[Items from a dataset]
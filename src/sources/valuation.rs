//! Valuation / rental-estimate API payload.
//!
//! The API groups its answer into sub-objects, each optional:
//! `property` (public-record facts), `value` (AVM), `rental` (rent
//! estimate), `comparables`, `listing` (active listing, if any) and
//! `neighborhood` (area medians).

use chrono::{DateTime, Utc};
use serde::{Deserialize, Serialize};
use tracing::debug;

use super::{comparables, lenient_datetime, lenient_f64, lenient_u32, non_blank, ComparablePayload};
use crate::types::{
    Coordinates, DealError, PropertyFields, PropertyType, ProviderRecord, RentRange, SourceKind,
};

#[derive(Debug, Clone, Default, Deserialize)]
#[serde(default, rename_all = "camelCase")]
pub struct ValuationReport {
    pub property: PropertyFacts,
    pub value: ValueEstimate,
    pub rental: RentalEstimate,
    pub comparables: Vec<ComparablePayload>,
    pub listing: Option<ActiveListing>,
    pub neighborhood: Option<NeighborhoodContext>,
    #[serde(deserialize_with = "lenient_datetime")]
    pub fetched_at: Option<DateTime<Utc>>,
}

#[derive(Debug, Clone, Default, Deserialize)]
#[serde(default, rename_all = "camelCase")]
pub struct PropertyFacts {
    #[serde(alias = "formattedAddress", alias = "addressLine1")]
    pub address: Option<String>,
    pub city: Option<String>,
    pub state: Option<String>,
    #[serde(alias = "zipCode")]
    pub zip: Option<String>,
    #[serde(deserialize_with = "lenient_f64")]
    pub latitude: Option<f64>,
    #[serde(deserialize_with = "lenient_f64")]
    pub longitude: Option<f64>,
    pub property_type: Option<String>,
    #[serde(deserialize_with = "lenient_u32")]
    pub bedrooms: Option<u32>,
    #[serde(deserialize_with = "lenient_f64")]
    pub bathrooms: Option<f64>,
    #[serde(deserialize_with = "lenient_f64")]
    pub square_footage: Option<f64>,
    #[serde(deserialize_with = "lenient_f64")]
    pub lot_size: Option<f64>,
    #[serde(deserialize_with = "lenient_u32")]
    pub year_built: Option<u32>,
    /// Annual.
    #[serde(deserialize_with = "lenient_f64")]
    pub property_taxes: Option<f64>,
    /// Monthly.
    #[serde(deserialize_with = "lenient_f64", alias = "hoaFee")]
    pub hoa_fees: Option<f64>,
}

#[derive(Debug, Clone, Default, Deserialize)]
#[serde(default, rename_all = "camelCase")]
pub struct ValueEstimate {
    #[serde(deserialize_with = "lenient_f64")]
    pub price: Option<f64>,
    #[serde(deserialize_with = "lenient_f64")]
    pub price_range_low: Option<f64>,
    #[serde(deserialize_with = "lenient_f64")]
    pub price_range_high: Option<f64>,
}

#[derive(Debug, Clone, Default, Deserialize)]
#[serde(default, rename_all = "camelCase")]
pub struct RentalEstimate {
    #[serde(deserialize_with = "lenient_f64")]
    pub rent: Option<f64>,
    #[serde(deserialize_with = "lenient_f64")]
    pub rent_range_low: Option<f64>,
    #[serde(deserialize_with = "lenient_f64")]
    pub rent_range_high: Option<f64>,
}

#[derive(Debug, Clone, Default, Deserialize)]
#[serde(default, rename_all = "camelCase")]
pub struct ActiveListing {
    #[serde(deserialize_with = "lenient_f64", alias = "listPrice")]
    pub price: Option<f64>,
    #[serde(deserialize_with = "lenient_u32")]
    pub days_on_market: Option<u32>,
    pub status: Option<String>,
    pub description: Option<String>,
    #[serde(alias = "photos")]
    pub images: Vec<String>,
}

/// Area-level medians. Context for the reader, never property facts.
#[derive(Debug, Clone, Default, PartialEq, Serialize, Deserialize)]
#[serde(default, rename_all = "camelCase")]
pub struct NeighborhoodContext {
    #[serde(deserialize_with = "lenient_f64")]
    pub median_price: Option<f64>,
    #[serde(deserialize_with = "lenient_f64")]
    pub median_rent: Option<f64>,
    #[serde(deserialize_with = "lenient_f64")]
    pub median_days_on_market: Option<f64>,
}

impl ValuationReport {
    pub fn from_json(raw: &str) -> Result<Self, DealError> {
        serde_json::from_str(raw).map_err(|e| DealError::InvalidPayload {
            source_kind: SourceKind::EstimatedApi,
            message: e.to_string(),
        })
    }

    /// Convert into a valuation-tier record, stamped with `fetchedAt` when
    /// the payload has one.
    pub fn into_record(self, fallback_at: DateTime<Utc>) -> ProviderRecord {
        let observed_at = self.fetched_at.unwrap_or(fallback_at);
        let property = self.property;
        let listing = self.listing.unwrap_or_default();

        if let Some(n) = &self.neighborhood {
            debug!(
                median_price = ?n.median_price,
                median_rent = ?n.median_rent,
                "Neighborhood context received (not merged)"
            );
        }

        let coordinates = match (property.latitude, property.longitude) {
            (Some(latitude), Some(longitude)) => Some(Coordinates { latitude, longitude }),
            _ => None,
        };
        let rent_range = match (self.rental.rent_range_low, self.rental.rent_range_high) {
            (Some(low), Some(high)) => Some(RentRange { low, high }),
            _ => None,
        };

        let fields = PropertyFields {
            address: non_blank(property.address),
            city: non_blank(property.city),
            state: non_blank(property.state),
            zip: non_blank(property.zip),
            coordinates,
            property_type: property.property_type.as_deref().and_then(PropertyType::from_label),
            bedrooms: property.bedrooms,
            bathrooms: property.bathrooms,
            square_footage: property.square_footage,
            lot_size: property.lot_size,
            year_built: property.year_built,
            price: listing.price,
            avm_price: self.value.price,
            monthly_rent: None,
            rent_estimate: self.rental.rent,
            rent_range,
            cap_rate: None,
            noi: None,
            property_taxes: property.property_taxes,
            hoa_fees: property.hoa_fees,
            insurance: None,
            estimated_rehab: None,
            days_on_market: listing.days_on_market,
            listing_status: non_blank(listing.status),
            comparables: comparables(self.comparables),
            images: listing.images,
            description: non_blank(listing.description),
        };

        ProviderRecord::new(SourceKind::EstimatedApi, observed_at, fields)
    }
}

**TASK DIRECTIONS**
Each line of the data that holds "medians" should be copied.

**RESPONSE TO THE TASK**
//! `neighborhood` (area medians).
/// Area-level medians. Context for the reader, never property facts.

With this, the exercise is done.